The mistake over the signatures has been blamed on the solicitor, and apparently came to light when Alfred died in 2006, three years after his wife. The High Court however took a very strict approach when applying the Wills Act 1837, which sets out the very simple, but very strict, requirements for a valid Will. If a Will is not executed correctly, the Court does not have any jurisdiction to rectify the mistake.

Judgment has been reserved by the Appeal Court, and therefore we will have to wait until a later date for a decision. However, I consider that it is likely that the Appeal Court will not overturn the High Court’s decision.

This case is very interesting to me, as it shows that despite it being very simple for people to make their own Wills, whether it be using a kit from the local post office, or using an online service, there is really no substitute for Wills being prepared and executed in front of an experienced and qualified solicitor.
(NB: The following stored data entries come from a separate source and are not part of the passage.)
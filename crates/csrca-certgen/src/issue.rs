//! CSR validation and leaf certificate issuance.

use std::collections::HashSet;

use rcgen::{
    CertificateParams, CertificateSigningRequestParams, ExtendedKeyUsagePurpose, IsCa,
    KeyUsagePurpose,
};
use time::{Duration, OffsetDateTime};
use tracing::{debug, info};
use x509_parser::certification_request::X509CertificationRequest;
use x509_parser::parse_x509_certificate;
use x509_parser::prelude::FromDer;
use x509_parser::x509::X509Name;

use crate::encode::hex;
use crate::error::CertgenError;
use crate::pem::decode_csr;
use crate::selfsign::SelfSignedAuthority;
use crate::serial::random_serial;

/// Lifetime of every leaf certificate.
pub const LEAF_VALIDITY: Duration = Duration::hours(24);

/// A leaf certificate signed by the authority.
#[derive(Debug, Clone)]
pub struct IssuedCertificate {
    pub pem: String,
    pub der: Vec<u8>,
    /// Serial number as lowercase hex.
    pub serial: String,
    /// Subject copied from the CSR, RFC 4514 form.
    pub subject: String,
    pub not_before: OffsetDateTime,
    pub not_after: OffsetDateTime,
}

impl SelfSignedAuthority {
    /// Validate a PEM-encoded CSR and issue a leaf certificate for it.
    pub fn sign_request(&self, csr_pem: &[u8]) -> Result<IssuedCertificate, CertgenError> {
        self.sign_request_at(csr_pem, OffsetDateTime::now_utc())
    }

    /// Like [`sign_request`](Self::sign_request) with an explicit issuance time.
    ///
    /// `now` is truncated to whole seconds, the resolution of X.509 validity.
    /// The leaf subject is byte-identical to the CSR subject; a subject that
    /// cannot be carried over unchanged is refused with
    /// [`CertgenError::InvalidRequest`].
    pub fn sign_request_at(
        &self,
        csr_pem: &[u8],
        now: OffsetDateTime,
    ) -> Result<IssuedCertificate, CertgenError> {
        let der = decode_csr(csr_pem)?;

        let (_, csr) = X509CertificationRequest::from_der(&der)
            .map_err(|e| CertgenError::MalformedInput(format!("parse CSR failed: {e}")))?;
        let csr_subject = &csr.certification_request_info.subject;
        let subject = csr_subject.to_string();

        info!(
            subject = %subject,
            signature = %hex(&csr.signature_value.data),
            "received CSR"
        );

        csr.verify_signature()
            .map_err(|e| CertgenError::SignatureInvalid(e.to_string()))?;
        debug!(subject = %subject, "CSR signature ok");

        check_subject_layout(csr_subject)?;

        let request = CertificateSigningRequestParams::from_der(&der)
            .map_err(|e| CertgenError::MalformedInput(format!("unsupported CSR content: {e}")))?;

        let not_before = now - Duration::nanoseconds(i64::from(now.nanosecond()));
        let not_after = not_before + LEAF_VALIDITY;
        let serial = random_serial()?;
        let serial_hex = hex(&serial.to_bytes());

        let mut params = CertificateParams::default();
        params.serial_number = Some(serial);
        params.distinguished_name = request.params.distinguished_name;
        params.not_before = not_before;
        params.not_after = not_after;
        params.is_ca = IsCa::NoCa;
        params.key_usages = vec![KeyUsagePurpose::DigitalSignature];
        params.extended_key_usages = vec![ExtendedKeyUsagePurpose::ClientAuth];
        params.use_authority_key_identifier_extension = true;

        let certificate = params
            .signed_by(&request.public_key, self.certificate(), self.key_pair())
            .map_err(|e| CertgenError::IssuanceFailed(format!("signing failed: {e}")))?;

        let (_, leaf) = parse_x509_certificate(certificate.der()).map_err(|e| {
            CertgenError::IssuanceFailed(format!("issued certificate unreadable: {e}"))
        })?;
        if leaf.subject().as_raw() != csr_subject.as_raw() {
            return Err(CertgenError::InvalidRequest(format!(
                "subject cannot be reproduced: {subject}"
            )));
        }

        info!(
            serial = %serial_hex,
            subject = %subject,
            not_after = %not_after,
            "issued certificate"
        );

        Ok(IssuedCertificate {
            pem: certificate.pem(),
            der: certificate.der().to_vec(),
            serial: serial_hex,
            subject,
            not_before,
            not_after,
        })
    }
}

/// Refuse subjects the leaf encoder would rewrite: multi-valued RDNs and
/// attribute types that occur more than once.
fn check_subject_layout(subject: &X509Name<'_>) -> Result<(), CertgenError> {
    let mut seen = HashSet::new();
    for rdn in subject.iter() {
        let mut attributes = rdn.iter();
        let (Some(attr), None) = (attributes.next(), attributes.next()) else {
            return Err(CertgenError::InvalidRequest(format!(
                "subject cannot be reproduced: RDN without exactly one attribute in {subject}"
            )));
        };
        let oid = attr.attr_type().to_id_string();
        if !seen.insert(oid.clone()) {
            return Err(CertgenError::InvalidRequest(format!(
                "subject cannot be reproduced: repeated attribute {oid} in {subject}"
            )));
        }
    }
    Ok(())
}

/// Validate a PEM-encoded CSR and return the PEM-encoded leaf certificate.
pub fn handle_signing_request(
    authority: &SelfSignedAuthority,
    csr_pem: &[u8],
) -> Result<String, CertgenError> {
    authority.sign_request(csr_pem).map(|issued| issued.pem)
}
If the formalities of the Wills Act are not complied with, then a Will is not valid, and in a case like this, can leave what was a genuine beneficiary without any inheritance.

If you think you may need to challenge a person’s Will, or if you need assistance in defending a challenge against a Will, then contact our specialist litigation team who deal with inheritance disputes on 01942 777777.  If you are of limited financial means, you may even be entitled to Legal Aid, and we can advise you of this quickly over the phone.  We also offer a range of other funding options, if you are not eligible.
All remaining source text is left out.